Background

Overview

Electronic data capture (EDC) systems have increasingly replaced paper-based methods of collecting research data. As EDC systems have proliferated, however, so has the number of incompatible formats for storing EDC instruments (form configurations). The lack of interoperability among EDC formats makes it difficult to reuse, share, or find previously configured instruments unless they were configured for the same EDC system. Ideally, each research instrument would need to be configured only once, would be stored in an easily accessible place for others to use, and would work seamlessly with its users’ EDC tools.

The Research Instrument Open Standard (RIOS) brings this ideal closer to reality by laying the groundwork for an interoperable ecosystem of research instruments. All EDC instruments have at least four types of properties: content (e.g., text of questions and response options), structure (e.g., ordering, grouping of questions), internal logic (e.g., skip logic, validation rules), and method of display (e.g., pagination, form controls used to collect responses). RIOS is an open metadata standard for representing research instruments. It offers a generic, well-defined schema for representing the content, structure, logic, and display properties shared by all EDC instruments, without relying on the idiosyncratic representations of EDC systems.

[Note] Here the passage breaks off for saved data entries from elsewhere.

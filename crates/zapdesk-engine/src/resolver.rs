// SPDX-FileCopyrightText: 2026 Zapdesk Contributors
// SPDX-License-Identifier: MIT OR Apache-2.0

//! Identity resolution: raw provider address to contact, contact to conversation.

use std::sync::Arc;

use tracing::debug;

use zapdesk_core::identity::{looks_like_lid, normalize_phone, parse_address};
use zapdesk_core::types::{
    Connection, Contact, Conversation, ConversationStatus, NameQuality, new_id, now_timestamp,
};
use zapdesk_core::{CrmStore, InboundMessage, ZapdeskError};

/// Identifiers extracted from one inbound message.
#[derive(Debug, Clone, PartialEq, Eq)]
pub struct ResolvedIdentity {
    pub phone: Option<String>,
    pub lid: Option<String>,
}

impl ResolvedIdentity {
    /// Split the remote address into phone and LID, preferring an alternate
    /// real phone the provider sent alongside a LID.
    pub fn from_message(msg: &InboundMessage) -> Option<Self> {
        let addr = parse_address(&msg.remote_jid)?;
        let lid = addr.lid().map(str::to_string);
        let phone = addr
            .phone()
            .map(str::to_string)
            .or_else(|| msg.alt_phone.as_deref().and_then(normalize_phone))
            .filter(|p| Some(p) != lid.as_ref());
        Some(Self { phone, lid })
    }

    /// Identifier used as a stand-in display name.
    fn display(&self) -> &str {
        self.phone
            .as_deref()
            .or(self.lid.as_deref())
            .unwrap_or_default()
    }
}

/// Result of a conversation lookup.
#[derive(Debug, Clone)]
pub struct ConversationLookup {
    pub conversation: Conversation,
    /// `true` when the row was created by this lookup.
    pub created: bool,
}

/// Maps provider identities onto contacts and conversations.
pub struct IdentityResolver {
    store: Arc<dyn CrmStore>,
    bot_active_on_new: bool,
}

impl IdentityResolver {
    pub fn new(store: Arc<dyn CrmStore>, bot_active_on_new: bool) -> Self {
        Self {
            store,
            bot_active_on_new,
        }
    }

    /// Find or create the contact behind a message.
    ///
    /// Lookup order is phone, then LID, then create. Known rows pick up a
    /// newly learned identifier and a better display name when their current
    /// one is replaceable. The push name of a `from_me` message is ignored.
    /// Returns `None` when the address carries no usable identifier.
    pub async fn resolve_contact(
        &self,
        tenant_id: Option<&str>,
        msg: &InboundMessage,
    ) -> Result<Option<Contact>, ZapdeskError> {
        let Some(identity) = ResolvedIdentity::from_message(msg) else {
            return Ok(None);
        };

        let mut existing = None;
        if let Some(phone) = &identity.phone {
            existing = self.store.find_contact_by_phone(tenant_id, phone).await?;
        }
        if existing.is_none()
            && let Some(lid) = &identity.lid
        {
            existing = self.store.find_contact_by_lid(tenant_id, lid).await?;
        }

        // On our own messages the push name is the business account's.
        let push_name = msg
            .push_name
            .as_deref()
            .filter(|_| !msg.from_me)
            .map(str::trim)
            .filter(|n| !n.is_empty());

        match existing {
            Some(contact) => {
                let contact = self.refresh_contact(contact, &identity, push_name).await?;
                Ok(Some(contact))
            }
            None => {
                let now = now_timestamp();
                let identifiers = [identity.phone.as_deref(), identity.lid.as_deref()];
                let (name, name_quality) = match push_name {
                    Some(name) if NameQuality::classify(name, &identifiers) == NameQuality::Verified => {
                        (name.to_string(), NameQuality::Unknown)
                    }
                    _ => (identity.display().to_string(), NameQuality::Placeholder),
                };
                let contact = Contact {
                    id: new_id(),
                    name,
                    name_quality,
                    phone: identity.phone,
                    whatsapp_lid: identity.lid,
                    status: "active".to_string(),
                    tenant_id: tenant_id.map(str::to_string),
                    created_at: now.clone(),
                    updated_at: now,
                };
                self.store.create_contact(&contact).await?;
                debug!(contact_id = %contact.id, "contact created");
                Ok(Some(contact))
            }
        }
    }

    async fn refresh_contact(
        &self,
        mut contact: Contact,
        identity: &ResolvedIdentity,
        push_name: Option<&str>,
    ) -> Result<Contact, ZapdeskError> {
        let mut changed = false;

        if contact.whatsapp_lid.is_none()
            && let Some(lid) = &identity.lid
        {
            contact.whatsapp_lid = Some(lid.clone());
            changed = true;
        }

        let phone_is_bogus = match contact.phone.as_deref() {
            None => true,
            Some(p) => looks_like_lid(p) || contact.whatsapp_lid.as_deref() == Some(p),
        };
        if phone_is_bogus
            && let Some(phone) = &identity.phone
            && contact.phone.as_ref() != Some(phone)
        {
            contact.phone = Some(phone.clone());
            changed = true;
        }
        if contact.phone.is_some() && contact.phone == contact.whatsapp_lid {
            contact.phone = None;
            changed = true;
        }

        if let Some(name) = push_name
            && contact.name_quality.is_replaceable()
            && contact.name != name
            && NameQuality::classify(
                name,
                &[contact.phone.as_deref(), contact.whatsapp_lid.as_deref()],
            ) == NameQuality::Verified
        {
            contact.name = name.to_string();
            contact.name_quality = NameQuality::Unknown;
            changed = true;
        }

        if changed {
            contact.updated_at = now_timestamp();
            self.store.update_contact(&contact).await?;
            debug!(contact_id = %contact.id, "contact refreshed");
        }
        Ok(contact)
    }

    /// Find the conversation for the pair or open a new one.
    ///
    /// Reuse is decided here; reopening and aggregate updates happen when the
    /// message is persisted.
    pub async fn resolve_conversation(
        &self,
        contact: &Contact,
        connection: &Connection,
        inbound: bool,
    ) -> Result<ConversationLookup, ZapdeskError> {
        if let Some(conversation) = self
            .store
            .find_latest_conversation(&contact.id, &connection.id)
            .await?
        {
            return Ok(ConversationLookup {
                conversation,
                created: false,
            });
        }

        let now = now_timestamp();
        let conversation = Conversation {
            id: new_id(),
            contact_id: contact.id.clone(),
            connection_id: connection.id.clone(),
            status: ConversationStatus::New,
            last_message_at: Some(now.clone()),
            unread_count: i64::from(inbound),
            is_bot_active: self.bot_active_on_new,
            kanban_column_id: None,
            active_flow_id: None,
            created_at: now.clone(),
            updated_at: now,
        };
        self.store.create_conversation(&conversation).await?;
        debug!(conversation_id = %conversation.id, "conversation created");
        Ok(ConversationLookup {
            conversation,
            created: true,
        })
    }
}

#[cfg(test)]
mod tests {
    use super::*;
    use proptest::prelude::*;
    use zapdesk_core::Provider;
    use zapdesk_test_utils::temp_store;

    fn message(remote: &str, push: Option<&str>) -> InboundMessage {
        InboundMessage {
            remote_jid: remote.to_string(),
            push_name: push.map(str::to_string),
            body: "oi".into(),
            ..Default::default()
        }
    }

    #[test]
    fn identity_prefers_alt_phone_for_lids() {
        let mut msg = message("64081549635686@lid", None);
        assert_eq!(
            ResolvedIdentity::from_message(&msg).unwrap(),
            ResolvedIdentity { phone: None, lid: Some("64081549635686".into()) }
        );
        msg.alt_phone = Some("5511999998888".into());
        assert_eq!(
            ResolvedIdentity::from_message(&msg).unwrap().phone.as_deref(),
            Some("5511999998888")
        );
    }

    proptest! {
        #[test]
        fn identity_never_equates_phone_and_lid(
            digits in "[0-9]{5,20}",
            suffix in prop_oneof![Just("@s.whatsapp.net"), Just("@c.us"), Just("@lid"), Just("")],
            alt in proptest::option::of("[0-9]{5,20}"),
        ) {
            let msg = InboundMessage {
                remote_jid: format!("{digits}{suffix}"),
                alt_phone: alt,
                ..Default::default()
            };
            if let Some(id) = ResolvedIdentity::from_message(&msg) {
                if let (Some(p), Some(l)) = (&id.phone, &id.lid) {
                    prop_assert_ne!(p, l);
                }
                if let Some(p) = &id.phone {
                    prop_assert!(p.len() <= 15);
                }
            }
        }
    }

    #[tokio::test]
    async fn creates_then_reuses_contact_by_phone() {
        let (store, _dir) = temp_store().await;
        let resolver = IdentityResolver::new(store.clone(), true);

        let msg = message("5511988887777@s.whatsapp.net", Some("Maria"));
        let first = resolver.resolve_contact(None, &msg).await.unwrap().unwrap();
        assert_eq!(first.phone.as_deref(), Some("5511988887777"));
        assert_eq!(first.name, "Maria");
        assert!(first.whatsapp_lid.is_none());

        let again = resolver.resolve_contact(None, &msg).await.unwrap().unwrap();
        assert_eq!(again.id, first.id);
    }

    #[tokio::test]
    async fn lid_address_stores_lid_only() {
        let (store, _dir) = temp_store().await;
        let resolver = IdentityResolver::new(store.clone(), true);

        let contact = resolver
            .resolve_contact(None, &message("64081549635686@lid", None))
            .await
            .unwrap()
            .unwrap();
        assert_eq!(contact.phone, None);
        assert_eq!(contact.whatsapp_lid.as_deref(), Some("64081549635686"));
        assert_eq!(contact.name_quality, NameQuality::Placeholder);
        assert_eq!(contact.name, "64081549635686");
    }

    #[tokio::test]
    async fn lid_contact_learns_phone_and_name() {
        let (store, _dir) = temp_store().await;
        let resolver = IdentityResolver::new(store.clone(), true);
        let original = resolver
            .resolve_contact(None, &message("64081549635686@lid", None))
            .await
            .unwrap()
            .unwrap();

        let mut msg = message("64081549635686@lid", Some("Rafa"));
        msg.alt_phone = Some("5511999998888".into());
        let updated = resolver.resolve_contact(None, &msg).await.unwrap().unwrap();
        assert_eq!(updated.id, original.id);
        assert_eq!(updated.phone.as_deref(), Some("5511999998888"));
        assert_eq!(updated.name, "Rafa");

        let stored = store.get_contact(&original.id).await.unwrap().unwrap();
        assert_eq!(stored.phone.as_deref(), Some("5511999998888"));
    }

    #[tokio::test]
    async fn outbound_push_name_never_names_the_recipient() {
        let (store, _dir) = temp_store().await;
        let resolver = IdentityResolver::new(store.clone(), true);

        let mut outbound = message("5511988887777@s.whatsapp.net", Some("Loja Atendimento"));
        outbound.from_me = true;
        let created = resolver.resolve_contact(None, &outbound).await.unwrap().unwrap();
        assert_eq!(created.name, "5511988887777");
        assert_eq!(created.name_quality, NameQuality::Placeholder);

        let again = resolver.resolve_contact(None, &outbound).await.unwrap().unwrap();
        assert_eq!(again.name, "5511988887777");

        let reply = message("5511988887777@s.whatsapp.net", Some("Joana"));
        let named = resolver.resolve_contact(None, &reply).await.unwrap().unwrap();
        assert_eq!(named.id, created.id);
        assert_eq!(named.name, "Joana");
    }

    #[tokio::test]
    async fn verified_names_are_kept() {
        let (store, _dir) = temp_store().await;
        let resolver = IdentityResolver::new(store.clone(), true);
        let mut contact = resolver
            .resolve_contact(None, &message("5511988887777@c.us", None))
            .await
            .unwrap()
            .unwrap();
        contact.name = "Cliente VIP".into();
        contact.name_quality = NameQuality::Verified;
        store.update_contact(&contact).await.unwrap();

        let again = resolver
            .resolve_contact(None, &message("5511988887777@c.us", Some("apelido")))
            .await
            .unwrap()
            .unwrap();
        assert_eq!(again.name, "Cliente VIP");
    }

    #[tokio::test]
    async fn conversation_is_created_once_and_seeded() {
        let (store, _dir) = temp_store().await;
        let resolver = IdentityResolver::new(store.clone(), false);
        let connection = Connection::new("Loja", Provider::Baileys);
        store.create_connection(&connection).await.unwrap();
        let contact = resolver
            .resolve_contact(None, &message("5511988887777@c.us", None))
            .await
            .unwrap()
            .unwrap();

        let first = resolver.resolve_conversation(&contact, &connection, true).await.unwrap();
        assert!(first.created);
        assert_eq!(first.conversation.unread_count, 1);
        assert!(!first.conversation.is_bot_active);

        let second = resolver.resolve_conversation(&contact, &connection, true).await.unwrap();
        assert!(!second.created);
        assert_eq!(second.conversation.id, first.conversation.id);
    }
}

By moving to a standard research instrument definition, researchers can begin to develop converters to move instrument configurations between EDC systems. Prototype converters for moving to and from the RIOS standard and Qualtrics and REDCap EDC formats are available at https://www.rexdb.org/rios-converter/. Applications built on the open-source RexDB platform (e.g., RexStudy) natively support the RIOS standard. More information about the RexDB project can be found at https://www.rexdb.org/.

About the Authors

With funding from the NIH (Grant #1R43-MH106225), the informatics experts at Prometheus Research authored the freely-available, universal standard called RIOS and initial set of conversion tools for the exchange, reuse, and storage of EDC metadata configurations. The original implementation of the standard was referred to as “PRISMH” for the “Portable Research Instrument Standard for Mental Health” and later renamed due to its applicability to domains outside of mental and behavioral health. Webinar(s) and other resources about RIOS are freely available on Prometheus’ website: http://www.prometheusresearch.com. For more Prometheus’-authored works, visit FigShare.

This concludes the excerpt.